## PROBLEM DETAILS
Write out again, exactly, the lines of the listing below from the first one through the one that contains "none was given.", and no other lines.

## INPUT DATA
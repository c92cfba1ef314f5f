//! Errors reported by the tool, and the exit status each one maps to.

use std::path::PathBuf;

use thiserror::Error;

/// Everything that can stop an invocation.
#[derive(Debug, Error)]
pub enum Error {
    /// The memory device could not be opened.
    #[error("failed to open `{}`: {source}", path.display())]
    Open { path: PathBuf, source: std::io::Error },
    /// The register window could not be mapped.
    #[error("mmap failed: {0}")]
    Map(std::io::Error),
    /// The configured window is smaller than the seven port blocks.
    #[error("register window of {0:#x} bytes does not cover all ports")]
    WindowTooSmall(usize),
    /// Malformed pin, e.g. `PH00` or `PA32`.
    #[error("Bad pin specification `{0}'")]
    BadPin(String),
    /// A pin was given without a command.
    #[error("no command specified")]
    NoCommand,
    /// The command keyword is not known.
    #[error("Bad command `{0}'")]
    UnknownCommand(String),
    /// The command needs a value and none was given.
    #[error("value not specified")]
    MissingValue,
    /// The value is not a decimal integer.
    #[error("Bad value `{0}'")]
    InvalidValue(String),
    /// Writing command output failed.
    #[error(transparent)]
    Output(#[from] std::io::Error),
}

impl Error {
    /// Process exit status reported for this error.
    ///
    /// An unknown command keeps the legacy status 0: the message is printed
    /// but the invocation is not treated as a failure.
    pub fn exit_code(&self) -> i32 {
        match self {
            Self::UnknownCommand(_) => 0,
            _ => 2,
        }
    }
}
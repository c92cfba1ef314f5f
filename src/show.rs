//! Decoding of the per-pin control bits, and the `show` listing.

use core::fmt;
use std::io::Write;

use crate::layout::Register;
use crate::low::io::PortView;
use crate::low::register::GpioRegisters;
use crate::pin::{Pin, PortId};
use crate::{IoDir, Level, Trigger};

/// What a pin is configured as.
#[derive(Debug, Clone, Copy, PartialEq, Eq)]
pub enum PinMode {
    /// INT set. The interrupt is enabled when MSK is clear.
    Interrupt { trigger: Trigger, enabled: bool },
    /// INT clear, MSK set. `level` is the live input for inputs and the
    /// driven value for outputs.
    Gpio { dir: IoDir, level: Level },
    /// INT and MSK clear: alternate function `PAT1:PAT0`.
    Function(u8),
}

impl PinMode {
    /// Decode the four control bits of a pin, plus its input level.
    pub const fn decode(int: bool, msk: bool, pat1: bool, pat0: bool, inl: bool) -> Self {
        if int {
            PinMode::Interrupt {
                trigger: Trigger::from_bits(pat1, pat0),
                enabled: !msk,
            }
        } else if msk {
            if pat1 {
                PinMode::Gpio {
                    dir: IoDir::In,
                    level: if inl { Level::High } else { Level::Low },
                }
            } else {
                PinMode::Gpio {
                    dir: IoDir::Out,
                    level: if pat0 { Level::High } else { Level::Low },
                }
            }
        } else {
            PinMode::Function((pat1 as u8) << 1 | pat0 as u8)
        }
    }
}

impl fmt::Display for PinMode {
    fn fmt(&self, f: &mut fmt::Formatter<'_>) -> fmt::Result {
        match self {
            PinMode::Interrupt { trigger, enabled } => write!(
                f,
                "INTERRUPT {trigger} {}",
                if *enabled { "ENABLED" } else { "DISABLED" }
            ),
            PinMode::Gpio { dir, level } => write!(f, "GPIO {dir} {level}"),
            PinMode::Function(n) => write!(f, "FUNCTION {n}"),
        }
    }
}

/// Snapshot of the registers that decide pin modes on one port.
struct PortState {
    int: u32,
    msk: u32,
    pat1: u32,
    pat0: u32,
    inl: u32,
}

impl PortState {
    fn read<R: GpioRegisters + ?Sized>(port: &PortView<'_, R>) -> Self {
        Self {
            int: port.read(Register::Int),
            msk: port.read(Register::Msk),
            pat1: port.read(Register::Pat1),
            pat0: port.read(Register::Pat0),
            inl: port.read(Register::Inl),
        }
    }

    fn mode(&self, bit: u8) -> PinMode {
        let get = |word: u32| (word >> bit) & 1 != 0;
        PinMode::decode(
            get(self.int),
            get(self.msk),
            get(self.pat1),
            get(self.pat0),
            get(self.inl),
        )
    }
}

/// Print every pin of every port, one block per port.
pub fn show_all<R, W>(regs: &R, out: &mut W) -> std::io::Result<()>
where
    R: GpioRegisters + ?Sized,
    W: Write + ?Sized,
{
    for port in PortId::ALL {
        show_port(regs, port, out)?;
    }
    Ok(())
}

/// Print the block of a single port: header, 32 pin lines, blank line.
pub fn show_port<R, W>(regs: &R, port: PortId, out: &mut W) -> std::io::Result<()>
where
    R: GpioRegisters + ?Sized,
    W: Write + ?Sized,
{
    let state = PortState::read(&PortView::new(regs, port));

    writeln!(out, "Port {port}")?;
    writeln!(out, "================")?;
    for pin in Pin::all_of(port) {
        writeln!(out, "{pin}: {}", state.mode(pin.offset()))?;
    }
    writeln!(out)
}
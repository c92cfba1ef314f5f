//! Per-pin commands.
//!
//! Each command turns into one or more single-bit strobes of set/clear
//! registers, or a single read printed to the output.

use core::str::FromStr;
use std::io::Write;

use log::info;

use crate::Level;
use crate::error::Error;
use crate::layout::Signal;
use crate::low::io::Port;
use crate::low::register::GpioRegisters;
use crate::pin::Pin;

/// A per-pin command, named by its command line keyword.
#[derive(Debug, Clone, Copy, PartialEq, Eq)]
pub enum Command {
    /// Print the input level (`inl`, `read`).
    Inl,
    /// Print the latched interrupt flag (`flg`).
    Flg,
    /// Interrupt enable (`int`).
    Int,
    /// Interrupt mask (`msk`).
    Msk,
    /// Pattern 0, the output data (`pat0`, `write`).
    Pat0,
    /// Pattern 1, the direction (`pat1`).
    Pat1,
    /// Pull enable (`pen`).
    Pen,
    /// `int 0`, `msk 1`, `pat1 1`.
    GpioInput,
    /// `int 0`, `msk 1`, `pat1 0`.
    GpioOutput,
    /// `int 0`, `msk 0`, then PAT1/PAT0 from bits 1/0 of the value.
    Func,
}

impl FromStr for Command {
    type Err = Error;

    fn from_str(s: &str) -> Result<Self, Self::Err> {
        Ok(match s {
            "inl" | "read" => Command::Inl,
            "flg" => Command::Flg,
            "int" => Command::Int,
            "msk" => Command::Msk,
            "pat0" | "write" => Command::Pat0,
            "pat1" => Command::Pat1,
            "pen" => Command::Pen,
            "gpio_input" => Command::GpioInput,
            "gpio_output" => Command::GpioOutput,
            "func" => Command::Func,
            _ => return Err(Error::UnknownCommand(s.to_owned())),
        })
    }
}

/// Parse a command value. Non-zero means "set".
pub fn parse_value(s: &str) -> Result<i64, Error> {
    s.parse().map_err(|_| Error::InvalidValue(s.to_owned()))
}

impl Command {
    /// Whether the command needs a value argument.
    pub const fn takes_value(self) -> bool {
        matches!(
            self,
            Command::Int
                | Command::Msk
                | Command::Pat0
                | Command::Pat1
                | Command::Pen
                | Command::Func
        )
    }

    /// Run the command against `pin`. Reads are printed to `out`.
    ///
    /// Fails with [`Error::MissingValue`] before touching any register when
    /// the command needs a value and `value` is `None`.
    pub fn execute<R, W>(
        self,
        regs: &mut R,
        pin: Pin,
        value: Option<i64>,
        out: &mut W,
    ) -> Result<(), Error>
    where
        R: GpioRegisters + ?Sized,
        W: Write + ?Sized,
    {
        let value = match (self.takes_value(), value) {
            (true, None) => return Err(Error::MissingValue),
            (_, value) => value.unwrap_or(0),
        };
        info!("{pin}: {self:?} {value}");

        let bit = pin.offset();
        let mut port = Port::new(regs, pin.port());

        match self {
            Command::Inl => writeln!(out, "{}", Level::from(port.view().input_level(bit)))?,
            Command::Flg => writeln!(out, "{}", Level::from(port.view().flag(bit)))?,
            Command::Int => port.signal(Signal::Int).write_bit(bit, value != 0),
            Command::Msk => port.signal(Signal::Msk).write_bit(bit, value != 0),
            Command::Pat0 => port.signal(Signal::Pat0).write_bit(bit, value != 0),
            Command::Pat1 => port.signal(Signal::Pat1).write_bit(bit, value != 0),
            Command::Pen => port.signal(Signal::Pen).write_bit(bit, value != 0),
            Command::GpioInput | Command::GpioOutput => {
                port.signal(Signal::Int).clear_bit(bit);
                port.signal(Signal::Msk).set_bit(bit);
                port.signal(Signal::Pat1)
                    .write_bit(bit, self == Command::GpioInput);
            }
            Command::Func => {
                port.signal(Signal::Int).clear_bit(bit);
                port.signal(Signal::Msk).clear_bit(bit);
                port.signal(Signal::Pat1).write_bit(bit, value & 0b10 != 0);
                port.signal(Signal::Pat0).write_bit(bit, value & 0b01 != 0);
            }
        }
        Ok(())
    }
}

## EXPECTED ANSWER
repository c92cfba1ef314f5f
//! Errors reported by the tool, and the exit status each one maps to.

use std::path::PathBuf;

use thiserror::Error;

/// Everything that can stop an invocation.
#[derive(Debug, Error)]
pub enum Error {
    /// The memory device could not be opened.
    #[error("failed to open `{}`: {source}", path.display())]
    Open { path: PathBuf, source: std::io::Error },
    /// The register window could not be mapped.
    #[error("mmap failed: {0}")]
    Map(std::io::Error),
    /// The configured window is smaller than the seven port blocks.
    #[error("register window of {0:#x} bytes does not cover all ports")]
    WindowTooSmall(usize),
    /// Malformed pin, e.g. `PH00` or `PA32`.
    #[error("Bad pin specification `{0}'")]
    BadPin(String),
    /// A pin was given without a command.
    #[error("no command specified")]
    NoCommand,
    /// The command keyword is not known.
    #[error("Bad command `{0}'")]
    UnknownCommand(String),
    /// The command needs a value and none was given.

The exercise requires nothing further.